Research Paper Volume 13, Issue 14 pp 18564—18585
Chocolate consumption and all-cause and cause-specific mortality in a US population: a post hoc analysis of the PLCO cancer screening trial
- 1 Department of Hepatobiliary Surgery, The Second Affiliated Hospital of Chongqing Medical University, Chongqing, China
- 2 Department of Cardiology, The Second Affiliated Hospital of Chongqing Medical University, Chongqing, China
- 3 Department of Nephrology, The Second Affiliated Hospital of Chongqing Medical University, Chongqing, China
- 4 Department of Geriatrics, The Fifth People’s Hospital of Chengdu, Chengdu, China
- 5 Department of Nutrition and Food Hygiene, School of Public Health and Management, Chongqing Medical University, Chongqing, China
- 6 Department of Gastrointestinal Surgery, The Second Affiliated Hospital of Chongqing Medical University, Chongqing, China
- 7 Department of Breast and Thyroid Surgery, The Second Affiliated Hospital of Chongqing Medical University, Chongqing, China
- 8 Department of Infectious Diseases, Institute for Viral Hepatitis, The Key Laboratory of Molecular Biology for Infectious Diseases, Chinese Ministry of Education, The Second Affiliated Hospital of Chongqing Medical University, Chongqing, China
Received: February 22, 2021 Accepted: July 6, 2021 Published: July 29, 2021https://doi.org/10.18632/aging.203302
How to Cite
Copyright: © 2021 Zhong et al. This is an open access article distributed under the terms of the Creative Commons Attribution License (CC BY 3.0), which permits unrestricted use, distribution, and reproduction in any medium, provided the original author and source are credited.

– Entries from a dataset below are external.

//! Edge point sampling of a single polyline.

use crate::error::{FiberError, Result};
use crate::geometry::{Point3, distance, lerp};

/// Relative slack used to avoid emitting a sample on top of a segment end.
const END_TOLERANCE: f64 = 1e-9;

pub(crate) fn check_spacing(name: &'static str, spacing: f64) -> Result<()> {
    if spacing.is_finite() && spacing > 0.0 {
        Ok(())
    } else {
        Err(FiberError::invalid_parameter(name, spacing))
    }
}

/// Samples points along every segment of `points`, `spacing` apart measured
/// from each segment start. Every original vertex is kept, shared vertices
/// appear once, and the last piece of each segment may be shorter than
/// `spacing`. Inputs with fewer than two points are returned unchanged.
///
/// # Errors
///
/// Returns [`FiberError::InvalidParameter`] unless `spacing` is finite and
/// positive, and [`FiberError::InvalidBundle`] when a segment length is not
/// finite (non-finite coordinates, or a coordinate difference that
/// overflows).
pub fn resample(points: &[Point3], spacing: f64) -> Result<Vec<Point3>> {
    check_spacing("spacing", spacing)?;
    if points.len() < 2 {
        return Ok(points.to_vec());
    }

    let mut sampled = Vec::with_capacity(points.len());
    sampled.push(points[0]);
    for segment in points.windows(2) {
        let (start, end) = (&segment[0], &segment[1]);
        let length = distance(start, end);
        if !length.is_finite() {
            return Err(FiberError::InvalidBundle(format!(
                "segment {start:?} -> {end:?} has no finite length"
            )));
        }
        let limit = length - END_TOLERANCE * length.max(1.0);

        let mut step = 1;
        loop {
            let offset = step as f64 * spacing;
            if offset >= limit {
                break;
            }
            sampled.push(lerp(start, end, offset / length));
            step += 1;
        }
        sampled.push(*end);
    }
    Ok(sampled)
}

#[cfg(test)]
mod tests {
    use super::*;

    #[test]
    fn samples_half_unit_along_two_segments() {
        let points = [[0.0, 0.0, 0.0], [1.0, 0.0, 0.0], [2.0, 0.0, 0.0]];
        let sampled = resample(&points, 0.5).unwrap();
        assert_eq!(
            sampled,
            vec![
                [0.0, 0.0, 0.0],
                [0.5, 0.0, 0.0],
                [1.0, 0.0, 0.0],
                [1.5, 0.0, 0.0],
                [2.0, 0.0, 0.0],
            ]
        );
    }

    #[test]
    fn keeps_endpoints_for_uneven_spacing() {
        let points = [[0.0, 0.0, 0.0], [0.0, 3.0, 4.0], [1.0, 3.0, 4.0]];
        let sampled = resample(&points, 0.7).unwrap();
        assert_eq!(sampled.first(), points.first());
        assert_eq!(sampled.last(), points.last());
        // 5.0 / 0.7 -> offsets 0.7 .. 4.9, then 1.0 / 0.7 -> offset 0.7
        assert_eq!(sampled.len(), 1 + 7 + 1 + 1 + 1);
        assert!(sampled.contains(&points[1]));
        for pair in sampled.windows(2) {
            assert!(distance(&pair[0], &pair[1]) <= 0.7 + 1e-9);
        }
    }

    #[test]
    fn spacing_larger_than_segment_keeps_vertices_only() {
        let points = [[0.0, 0.0, 0.0], [1.0, 1.0, 0.0], [2.0, 0.0, 0.0]];
        assert_eq!(resample(&points, 10.0).unwrap(), points.to_vec());
    }

    #[test]
    fn degenerate_inputs_are_unchanged() {
        assert!(resample(&[], 0.5).unwrap().is_empty());
        assert_eq!(resample(&[[1.0, 2.0, 3.0]], 0.5).unwrap(), vec![[1.0, 2.0, 3.0]]);
    }

    #[test]
    fn zero_length_segment_keeps_duplicate_vertex() {
        let points = [[0.0, 0.0, 0.0], [0.0, 0.0, 0.0], [1.0, 0.0, 0.0]];
        let sampled = resample(&points, 0.5).unwrap();
        assert_eq!(
            sampled,
            vec![[0.0, 0.0, 0.0], [0.0, 0.0, 0.0], [0.5, 0.0, 0.0], [1.0, 0.0, 0.0]]
        );
    }

    #[test]
    fn non_finite_segments_are_errors() {
        for end in [[f64::NAN, 0.0, 0.0], [f64::INFINITY, 0.0, 0.0]] {
            assert!(matches!(
                resample(&[[0.0, 0.0, 0.0], end], 0.5),
                Err(FiberError::InvalidBundle(_))
            ));
        }
        // both ends finite, the difference is not
        assert!(matches!(
            resample(&[[-1e308, 0.0, 0.0], [1e308, 0.0, 0.0]], 0.5),
            Err(FiberError::InvalidBundle(_))
        ));
    }

    #[test]
    fn rejects_non_positive_spacing() {
        let points = [[0.0, 0.0, 0.0], [1.0, 0.0, 0.0]];
        assert!(matches!(
            resample(&points, 0.0),
            Err(FiberError::InvalidParameter { .. })
        ));
        assert!(resample(&points, f64::NAN).is_err());
    }
}
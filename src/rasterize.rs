//! Painting fiber bundles into a label volume.

use rayon::prelude::*;
use serde::{Deserialize, Serialize};
use web_time::Instant;

use crate::bundle::PolylineBundle;
use crate::error::{FiberError, Result};
use crate::geometry::Point3;
use crate::resample::{check_spacing, resample};
use crate::voxel_grid::{PaintOutcome, VoxelGrid};

#[derive(Clone, Copy, Debug, PartialEq, Serialize, Deserialize)]
#[serde(default)]
pub struct RasterizeParameters {
    pub label_value: i32,
    pub sampling_distance: f64,
    /// Streamlines resampled at once. Bounds peak memory only.
    pub batch_size: usize,
}

impl Default for RasterizeParameters {
    fn default() -> Self {
        Self {
            label_value: 1,
            sampling_distance: 0.1,
            batch_size: 100,
        }
    }
}

impl RasterizeParameters {
    pub fn validate(&self) -> Result<()> {
        check_spacing("sampling_distance", self.sampling_distance)?;
        if self.batch_size == 0 {
            return Err(FiberError::invalid_parameter("batch_size", 0.0));
        }
        Ok(())
    }
}

/// What happened to the sampled points of one [`rasterize`] call.
#[derive(Clone, Copy, Debug, Default, PartialEq, Eq)]
pub struct RasterizeReport {
    pub sampled_points: usize,
    pub voxels_written: usize,
    pub skipped_negative: usize,
    pub skipped_out_of_bounds: usize,
}

impl RasterizeReport {
    fn record(&mut self, outcome: PaintOutcome) {
        self.sampled_points += 1;
        match outcome {
            PaintOutcome::Written => self.voxels_written += 1,
            PaintOutcome::SkippedNegative => self.skipped_negative += 1,
            PaintOutcome::SkippedOutOfBounds => self.skipped_out_of_bounds += 1,
        }
    }
}

/// Writes `label_value` into every voxel touched by the resampled
/// streamlines of `bundle`.
///
/// The grid is modified in place and never cleared, so repeated calls paint
/// the union of their bundles. Painting is idempotent and independent of
/// point order and batch size. Points with a negative continuous index and
/// points past the array extent are skipped without error.
///
/// # Errors
///
/// Returns an error if the bundle is malformed, the parameters are invalid,
/// or the bundle and grid are tagged with different coordinate systems.
pub fn rasterize(
    bundle: &PolylineBundle,
    grid: &mut VoxelGrid,
    params: &RasterizeParameters,
) -> Result<RasterizeReport> {
    params.validate()?;
    bundle.validate()?;
    grid.ensure_space(bundle.space)?;

    let started = Instant::now();
    let count = bundle.num_streamlines();
    let mut report = RasterizeReport::default();

    for start in (0..count).step_by(params.batch_size) {
        let end = (start + params.batch_size).min(count);
        let sampled: Vec<Vec<Point3>> = (start..end)
            .into_par_iter()
            .map(|line| resample(&bundle.streamline_points(line)?, params.sampling_distance))
            .collect::<Result<_>>()?;

        for point in sampled.iter().flatten() {
            report.record(grid.paint(point, params.label_value));
        }
        log::debug!("Rasterized streamlines {start}..{end} of {count}");
    }

    log::info!(
        "Rasterized {} streamlines with label {}: {} sampled points, {} written, \
         {} negative and {} out of bounds skipped",
        count,
        params.label_value,
        report.sampled_points,
        report.voxels_written,
        report.skipped_negative,
        report.skipped_out_of_bounds
    );
    log::debug!("Rasterization took {:?}", started.elapsed());

    Ok(report)
}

Few studies with mixed results have examined the association between chocolate consumption and mortality. We aimed to examine this association in a US population. A population-based cohort of 91891 participants aged 55 to 74 years was identified. Chocolate consumption was assessed via a food frequency questionnaire. Cox regression was used to estimate risk estimates. After an average follow-up of 13.5 years, 19586 all-cause deaths were documented. Compared with no regular chocolate consumption, the maximally adjusted hazard ratios of all-cause mortality were 0.89 [95% confidence interval (CI) 0.84–0.94], 0.84 (95% CI 0.79–0.90), 0.86 (95% CI 0.81–0.93), and 0.87 (95% CI 0.82–0.93) for >0–0.5 servings/week, >0.5–1 serving/week, >1–2 servings/week, and >2 servings/week, respectively (Ptrend = 0.009). A somewhat stronger inverse association was observed for mortality from cardiovascular disease and Alzheimer’s disease. A nonlinear dose–response pattern was found for all-cause and cardiovascular mortality (all Pnonlinearity < 0.01), with the lowest risk observed at chocolate consumption of 0.7 servings/week and 0.6 servings/week, respectively. The favorable associations with all-cause and cardiovascular mortality were found to be more pronounced in never smokers than in current or former smokers (all Pinteraction < 0.05). In conclusion, chocolate consumption confers reduced risks of mortality from all causes, cardiovascular disease, and Alzheimer’s disease in this US population.